CodeSignal certainly sounds good on paper. It successfully raised $50M in late 2021, is used by companies including Brex, Databricks, Facebook, Instacart, Robinhood, Upwork and Zoom (from the article), and was designed to remove hiring bias. You take the test, you get a score. Factors such as nationality, college, and other things are taken out of the equation.

The criticism?

This comment appeared on Reddit about a year ago, though sampling r/cscareerquestions for opinions on a coding interview platform is a little bit like sampling r/gameofthrones for opinions on season 8. I find that Reddit opinions on CodeSignal are generally negative, yet prestigious companies are still using it. There must be something to CodeSignal.

Want to see how good you are? You can take a practice test right now. Practice tests are a very good indication of how hard the real test actually is, and you can take them again every 24 hours. What they do not provide is the ability to review questions, which is exactly what you get on something like LeetCode.

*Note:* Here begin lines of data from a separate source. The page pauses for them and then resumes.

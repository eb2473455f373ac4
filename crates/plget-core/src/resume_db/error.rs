use thiserror::Error;

/// Failure at the storage boundary. Every store operation reports faults as this.
#[derive(Debug, Error)]
pub enum StoreError {
    #[error("database error: {0}")]
    Database(#[from] sqlx::Error),

    #[error("serialization error: {0}")]
    Serialization(#[from] serde_json::Error),

    #[error("I/O error: {0}")]
    Io(#[from] std::io::Error),

    #[error("state directory unavailable: {0}")]
    Xdg(#[from] xdg::BaseDirectoriesError),

    #[error("session not found: {0}")]
    SessionNotFound(String),
}

pub type Result<T> = std::result::Result<T, StoreError>;
//! Types used by the job store.

use serde::{Deserialize, Serialize};
use std::collections::BTreeMap;

use crate::fetcher::PlaylistEntry;
use crate::identity;
use crate::retry::FetchError;

/// Job identifier: see [`identity::job_id`].
pub type JobId = String;

/// Free-form key/value map stored as JSON alongside jobs and playlists.
pub type Metadata = BTreeMap<String, serde_json::Value>;

/// Job status stored as a string in the database.
#[derive(Debug, Clone, Copy, PartialEq, Eq, Hash, Serialize, Deserialize)]
#[serde(rename_all = "snake_case")]
pub enum JobStatus {
    Pending,
    Downloading,
    Completed,
    Failed,
    Skipped,
}

impl JobStatus {
    pub fn as_str(self) -> &'static str {
        match self {
            JobStatus::Pending => "pending",
            JobStatus::Downloading => "downloading",
            JobStatus::Completed => "completed",
            JobStatus::Failed => "failed",
            JobStatus::Skipped => "skipped",
        }
    }

    /// Unrecognised values read back as Pending so the job is fetched again.
    pub fn from_str(s: &str) -> Self {
        match s {
            "pending" => JobStatus::Pending,
            "downloading" => JobStatus::Downloading,
            "completed" => JobStatus::Completed,
            "failed" => JobStatus::Failed,
            "skipped" => JobStatus::Skipped,
            _ => JobStatus::Pending,
        }
    }

    pub fn is_terminal(self) -> bool {
        matches!(
            self,
            JobStatus::Completed | JobStatus::Failed | JobStatus::Skipped
        )
    }
}

/// Session status stored as a string in the database.
#[derive(Debug, Clone, Copy, PartialEq, Eq, Hash, Serialize, Deserialize)]
#[serde(rename_all = "snake_case")]
pub enum SessionStatus {
    Active,
    Completed,
    Failed,
    Cancelled,
}

impl SessionStatus {
    pub fn as_str(self) -> &'static str {
        match self {
            SessionStatus::Active => "active",
            SessionStatus::Completed => "completed",
            SessionStatus::Failed => "failed",
            SessionStatus::Cancelled => "cancelled",
        }
    }

    pub fn from_str(s: &str) -> Self {
        match s {
            "active" => SessionStatus::Active,
            "completed" => SessionStatus::Completed,
            "failed" => SessionStatus::Failed,
            "cancelled" => SessionStatus::Cancelled,
            _ => SessionStatus::Failed,
        }
    }

    pub fn is_terminal(self) -> bool {
        !matches!(self, SessionStatus::Active)
    }
}

/// One fetch unit: a single playlist item.
#[derive(Debug, Clone, PartialEq, Serialize, Deserialize)]
pub struct Job {
    pub id: JobId,
    pub playlist_url: String,
    pub item_id: String,
    /// 1-based position in the playlist.
    pub playlist_index: u32,
    pub source_url: String,
    pub title: String,
    /// File name (no directory) the item is written to.
    pub target_name: String,
    pub quality: String,
    pub format: String,
    pub status: JobStatus,
    pub total_bytes: Option<u64>,
    pub downloaded_bytes: u64,
    pub last_error: Option<FetchError>,
    pub created_at: i64,
    pub started_at: Option<i64>,
    pub completed_at: Option<i64>,
    #[serde(default)]
    pub metadata: Metadata,
}

impl Job {
    /// New Pending job for a playlist entry. The id is derived from
    /// `(playlist_url, entry.item_id)`.
    pub fn new(
        playlist_url: &str,
        playlist_index: u32,
        entry: &PlaylistEntry,
        target_name: String,
        quality: &str,
        format: &str,
    ) -> Self {
        Self {
            id: identity::job_id(playlist_url, &entry.item_id),
            playlist_url: playlist_url.to_string(),
            item_id: entry.item_id.clone(),
            playlist_index,
            source_url: entry.source_url.clone(),
            title: entry.title.clone(),
            target_name,
            quality: quality.to_string(),
            format: format.to_string(),
            status: JobStatus::Pending,
            total_bytes: None,
            downloaded_bytes: 0,
            last_error: None,
            created_at: super::db::unix_timestamp(),
            started_at: None,
            completed_at: None,
            metadata: Metadata::new(),
        }
    }
}

#[derive(Debug, Clone, PartialEq, Serialize, Deserialize)]
pub struct Playlist {
    pub url: String,
    pub title: String,
    pub description: Option<String>,
    pub item_count: u32,
    pub created_at: i64,
    pub updated_at: i64,
    #[serde(default)]
    pub metadata: Metadata,
}

/// One orchestration run over a playlist.
#[derive(Debug, Clone, PartialEq, Serialize, Deserialize)]
pub struct Session {
    pub id: String,
    pub playlist_url: String,
    pub status: SessionStatus,
    pub total_jobs: u32,
    pub completed_jobs: u32,
    pub failed_jobs: u32,
    pub started_at: i64,
    pub completed_at: Option<i64>,
    /// Configuration in effect when the session started.
    pub config_snapshot: serde_json::Value,
}

/// What a resume of one playlist would pick up.
#[derive(Debug, Clone, Serialize)]
pub struct ResumeInfo {
    pub playlist_url: String,
    pub incomplete_count: usize,
    pub completed_count: usize,
    pub failed_count: usize,
    pub total_count: usize,
    pub can_resume: bool,
    pub incomplete: Vec<Job>,
}

/// Per-status slice of the store-wide statistics.
#[derive(Debug, Clone, Default, PartialEq, Serialize)]
pub struct StatusBreakdown {
    pub count: u64,
    pub total_bytes: u64,
}

/// Store-wide download statistics.
#[derive(Debug, Clone, Default, Serialize)]
pub struct DownloadStatistics {
    pub by_status: BTreeMap<String, StatusBreakdown>,
    pub total_jobs: u64,
    pub total_playlists: u64,
    pub total_bytes: u64,
    /// Mean `completed_at - started_at` over finished jobs, in seconds.
    pub avg_download_secs: Option<f64>,
    pub generated_at: i64,
}
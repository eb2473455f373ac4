//! Map free-text fetcher failures into error kinds.

use serde::{Deserialize, Serialize};
use std::fmt;

/// Closed classification of a failure.
///
/// The first seven kinds come from the fetcher's error text; `CircuitOpen` and
/// `ShutdownRequested` are produced by the engine itself.
#[derive(Debug, Clone, Copy, PartialEq, Eq, Hash, Serialize, Deserialize)]
#[serde(rename_all = "snake_case")]
pub enum ErrorKind {
    /// Connection, DNS, timeout or upstream 5xx trouble.
    Network,
    /// Rate limiting (429, "too many requests", quota).
    QuotaExceeded,
    /// Item is private, deleted, geo-blocked or otherwise gone.
    Unavailable,
    /// 403 / access denied.
    Permission,
    /// Local disk ran out of space.
    DiskFull,
    /// No downloadable format matched.
    Format,
    /// Nothing above matched.
    Unknown,
    /// The circuit breaker rejected the call.
    CircuitOpen,
    /// Shutdown was requested while the job was waiting to retry.
    ShutdownRequested,
}

impl ErrorKind {
    pub fn as_str(&self) -> &'static str {
        match self {
            ErrorKind::Network => "network",
            ErrorKind::QuotaExceeded => "quota_exceeded",
            ErrorKind::Unavailable => "unavailable",
            ErrorKind::Permission => "permission",
            ErrorKind::DiskFull => "disk_full",
            ErrorKind::Format => "format",
            ErrorKind::Unknown => "unknown",
            ErrorKind::CircuitOpen => "circuit_open",
            ErrorKind::ShutdownRequested => "shutdown_requested",
        }
    }

    pub fn from_str(s: &str) -> Option<Self> {
        match s {
            "network" => Some(ErrorKind::Network),
            "quota_exceeded" => Some(ErrorKind::QuotaExceeded),
            "unavailable" => Some(ErrorKind::Unavailable),
            "permission" => Some(ErrorKind::Permission),
            "disk_full" => Some(ErrorKind::DiskFull),
            "format" => Some(ErrorKind::Format),
            "unknown" => Some(ErrorKind::Unknown),
            "circuit_open" => Some(ErrorKind::CircuitOpen),
            "shutdown_requested" => Some(ErrorKind::ShutdownRequested),
            _ => None,
        }
    }
}

impl fmt::Display for ErrorKind {
    fn fmt(&self, f: &mut fmt::Formatter<'_>) -> fmt::Result {
        f.write_str(self.as_str())
    }
}

/// Keyword groups, checked in order. The first group with a matching phrase wins,
/// so upstream 5xx phrases are claimed by Network before anything more generic.
const KEYWORD_GROUPS: &[(ErrorKind, &[&str])] = &[
    (
        ErrorKind::Network,
        &[
            "http error 5",
            "500 internal server error",
            "502 bad gateway",
            "503 service unavailable",
            "504 gateway timeout",
            "connection refused",
            "connection reset",
            "connection aborted",
            "unable to connect",
            "temporary failure in name resolution",
            "name or service not known",
            "network is unreachable",
            "unreachable",
            "timed out",
            "timeout",
            "network",
            "connection",
        ],
    ),
    (
        ErrorKind::QuotaExceeded,
        &["quota exceeded", "quota", "rate limit", "rate-limit", "too many requests", "429"],
    ),
    (
        ErrorKind::Unavailable,
        &[
            "video unavailable",
            "private video",
            "this video is private",
            "has been removed",
            "deleted",
            "not available",
            "blocked in your country",
            "age-restricted",
            "unavailable",
            "404",
            "not found",
        ],
    ),
    (
        ErrorKind::Permission,
        &["permission denied", "access denied", "forbidden", "403", "sign in to confirm"],
    ),
    (
        ErrorKind::DiskFull,
        &["no space left", "disk full", "insufficient space", "not enough space"],
    ),
    (
        ErrorKind::Format,
        &[
            "no video formats found",
            "no formats",
            "unsupported format",
        ],
    ),
];

/// Classify a fetcher error message. Case-insensitive; pure.
pub fn classify(message: &str) -> ErrorKind {
    let lower = message.to_lowercase();
    KEYWORD_GROUPS
        .iter()
        .find(|(_, phrases)| phrases.iter().any(|p| lower.contains(p)))
        .map(|(kind, _)| *kind)
        .unwrap_or(ErrorKind::Unknown)
}

#[cfg(test)]
mod tests {
    use super::*;

    #[test]
    fn network_phrases() {
        for msg in [
            "ERROR: [Errno 111] Connection refused",
            "Read timed out",
            "socket timeout after 30s",
            "HTTP Error 503: Service Unavailable",
            "HTTP Error 502: Bad Gateway",
            "Temporary failure in name resolution",
        ] {
            assert_eq!(classify(msg), ErrorKind::Network, "{msg}");
        }
    }

    #[test]
    fn quota_phrases() {
        assert_eq!(classify("HTTP Error 429"), ErrorKind::QuotaExceeded);
        assert_eq!(classify("Too Many Requests"), ErrorKind::QuotaExceeded);
        assert_eq!(classify("daily quota exceeded"), ErrorKind::QuotaExceeded);
    }

    #[test]
    fn unavailable_phrases() {
        assert_eq!(classify("ERROR: Video unavailable"), ErrorKind::Unavailable);
        assert_eq!(classify("Private video. Sign in"), ErrorKind::Unavailable);
        assert_eq!(classify("HTTP Error 404"), ErrorKind::Unavailable);
    }

    #[test]
    fn permission_phrases() {
        assert_eq!(classify("HTTP Error 403: Forbidden"), ErrorKind::Permission);
        assert_eq!(classify("access denied by origin"), ErrorKind::Permission);
    }

    #[test]
    fn disk_and_format_phrases() {
        assert_eq!(
            classify("OSError: [Errno 28] No space left on device"),
            ErrorKind::DiskFull
        );
        assert_eq!(
            classify("ERROR: No video formats found"),
            ErrorKind::Format
        );
        assert_eq!(classify("unsupported format: flv"), ErrorKind::Format);
    }

    #[test]
    fn unmatched_is_unknown() {
        assert_eq!(classify("something odd happened"), ErrorKind::Unknown);
        assert_eq!(classify(""), ErrorKind::Unknown);
    }

    #[test]
    fn kind_str_roundtrip() {
        for kind in [
            ErrorKind::Network,
            ErrorKind::QuotaExceeded,
            ErrorKind::Unavailable,
            ErrorKind::Permission,
            ErrorKind::DiskFull,
            ErrorKind::Format,
            ErrorKind::Unknown,
            ErrorKind::CircuitOpen,
            ErrorKind::ShutdownRequested,
        ] {
            assert_eq!(ErrorKind::from_str(kind.as_str()), Some(kind));
        }
        assert_eq!(ErrorKind::from_str("bogus"), None);
    }
}
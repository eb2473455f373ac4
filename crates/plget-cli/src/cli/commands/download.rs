//! `plget download <url>` – fetch a playlist, optionally resuming the previous run.

use anyhow::{Context, Result};
use plget_core::config::PlgetConfig;
use plget_core::control::{self, ShutdownCoordinator};
use plget_core::progress::ProgressTracker;
use plget_core::resume_db::ResumeDb;
use plget_core::scheduler::{Orchestrator, SessionReport};
use std::io::IsTerminal;
use std::path::PathBuf;
use std::sync::Arc;

use crate::cli::control_socket;
use crate::ytdlp::YtDlpFetcher;

/// Per-invocation overrides on top of the loaded config.
#[derive(Debug, Default)]
pub struct DownloadOptions {
    pub resume: bool,
    pub jobs: Option<usize>,
    pub output: Option<PathBuf>,
    pub quality: Option<String>,
    pub format: Option<String>,
    pub report: Option<PathBuf>,
}

impl DownloadOptions {
    fn apply(&self, cfg: &mut PlgetConfig) {
        if let Some(n) = self.jobs {
            cfg.concurrency = n;
        }
        if let Some(dir) = &self.output {
            cfg.output_dir = dir.clone();
        }
        if let Some(q) = &self.quality {
            cfg.quality = q.clone();
        }
        if let Some(f) = &self.format {
            cfg.format = f.clone();
        }
    }
}

pub async fn run_download(
    db: ResumeDb,
    mut cfg: PlgetConfig,
    url: &str,
    opts: DownloadOptions,
) -> Result<()> {
    opts.apply(&mut cfg);
    let drain_timeout = cfg.drain_timeout();

    let shutdown = ShutdownCoordinator::shared();
    let progress = if std::io::stderr().is_terminal() {
        Arc::new(ProgressTracker::with_progress_bars())
    } else {
        Arc::new(ProgressTracker::new())
    };
    let orchestrator = Orchestrator::new(db, Arc::new(YtDlpFetcher::new()), cfg)
        .context("invalid configuration")?
        .with_progress(progress)
        .with_shutdown(Arc::clone(&shutdown));

    let socket_path = control::default_control_socket_path().ok();
    let listener = socket_path.as_ref().and_then(|path| {
        match control_socket::spawn_control_listener(Arc::clone(&shutdown), path) {
            Ok(handle) => {
                tracing::debug!(path = %path.display(), "control socket listening");
                Some(handle)
            }
            Err(e) => {
                tracing::warn!(path = %path.display(), "control socket unavailable: {}", e);
                None
            }
        }
    });

    let run = async {
        if opts.resume {
            orchestrator.resume_playlist(url).await
        } else {
            orchestrator.download_playlist(url).await
        }
    };
    tokio::pin!(run);

    let report = tokio::select! {
        res = &mut run => res,
        _ = tokio::signal::ctrl_c() => {
            eprintln!("Interrupted; waiting for in-flight items to finish...");
            shutdown.request_shutdown();
            if !shutdown.wait_for_drain(drain_timeout).await {
                eprintln!(
                    "Gave up waiting on: {}. They will be retried on resume.",
                    shutdown.active_jobs().join(", ")
                );
                cleanup_listener(listener, socket_path.as_deref());
                cancel_abandoned_sessions(orchestrator.db(), url).await;
                std::process::exit(130);
            }
            run.await
        }
    };
    cleanup_listener(listener, socket_path.as_deref());
    let report = report?;

    print_report(&report);
    if let Some(path) = &opts.report {
        let json = serde_json::to_string_pretty(&report)?;
        std::fs::write(path, json)
            .with_context(|| format!("write report {}", path.display()))?;
        println!("Report written to {}", path.display());
    }
    Ok(())
}

/// Close out the session a forced exit leaves behind, so `status` does not
/// report it as still running.
pub(crate) async fn cancel_abandoned_sessions(db: &ResumeDb, url: &str) {
    match db.cancel_active_sessions(url).await {
        Ok(n) => tracing::info!(playlist_url = url, cancelled = n, "abandoned session closed"),
        Err(e) => tracing::warn!(playlist_url = url, error = %e, "could not close session"),
    }
}

fn cleanup_listener(
    listener: Option<tokio::task::JoinHandle<()>>,
    socket_path: Option<&std::path::Path>,
) {
    if let Some(handle) = listener {
        handle.abort();
        if let Some(path) = socket_path {
            let _ = std::fs::remove_file(path);
        }
    }
}

fn print_report(report: &SessionReport) {
    let title = report.playlist_title.as_deref().unwrap_or(&report.playlist_url);
    println!("{} [{}]", title, report.status.as_str());
    println!(
        "  {} of {} done ({} skipped), {} failed, {} not started",
        report.completed, report.total, report.skipped, report.failed, report.abandoned
    );
    let mib = report.overall.downloaded_bytes as f64 / 1_048_576.0;
    println!("  {:.1} MiB fetched this session", mib);
    for outcome in report.failures() {
        let reason = outcome
            .error
            .as_ref()
            .map(|e| e.to_string())
            .unwrap_or_else(|| "-".to_string());
        println!("  FAILED {} ({}): {}", outcome.item_id, outcome.title, reason);
    }
    if report.failed > 0 || report.abandoned > 0 {
        println!("Run `plget resume {}` to continue.", report.playlist_url);
    }
}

Tips From Someone in the 700s

  • If you are in the 800s, feel free to comment with your score and what YOUR tips are
  • If you take enough practice tests, you will begin to see questions you have already solved. In my experience, this is not the case on the real thing — they pull from a different pool. This makes sense
  • #1 is like a Fizzbuzz problem. You will want to score points on this. With enough practice, you may be able to score perfectly on it in a couple minutes
  • #2 and #4 are usually between a LeetCode easy and a LeetCode medium. I think that the two-pointer technique and the sliding window technique are very useful in these
  • #4, in my opinion, is where you make your money. There is a probability that you will receive a very trivial #4 that you can simply solve by knowing how to sort an array (in C++, for example, this is std::sort(vec.begin(), vec.end()). There are exceptions — I scored perfectly on #2 recently. #2, in my personal experience, can be a little harder to take to a perfect 300
  • It matters a lot how many questions you score perfectly on, or nearly perfectly on. Getting two 150/300s is not the same as one 300 (more details here)
  • Know how to use your languages substr (I think Java is better than C++ when it comes to intuitive substr calls. Why would C++ take the size?), and know how to use hashmaps
  • If you flood the console with print statements, it will just print nothing

My Opinion

CodeSignal is simply a reflection of all the good and bad things with coding interviews in general. The main complaint I hear is that you can get lucky — I can attest to this, since I score 800s on practice tests about 10% of the time.

But luck is always a factor in coding interviews. It is definitely a factor in standard CoderPad interviews…the difference being that you get four draws, instead of one.

The other problem with CodeSignal is a little harder to reconcile — no one is watching you to talk and assess how you solve a problem. Arguments that coding interviews assess general problem-solving ability go out the window with this. The speed metric is also strange, and efficiency does not always matter. It is nice that you at least get text highlighting and autocomplete to work with, but this is far from a perfect test.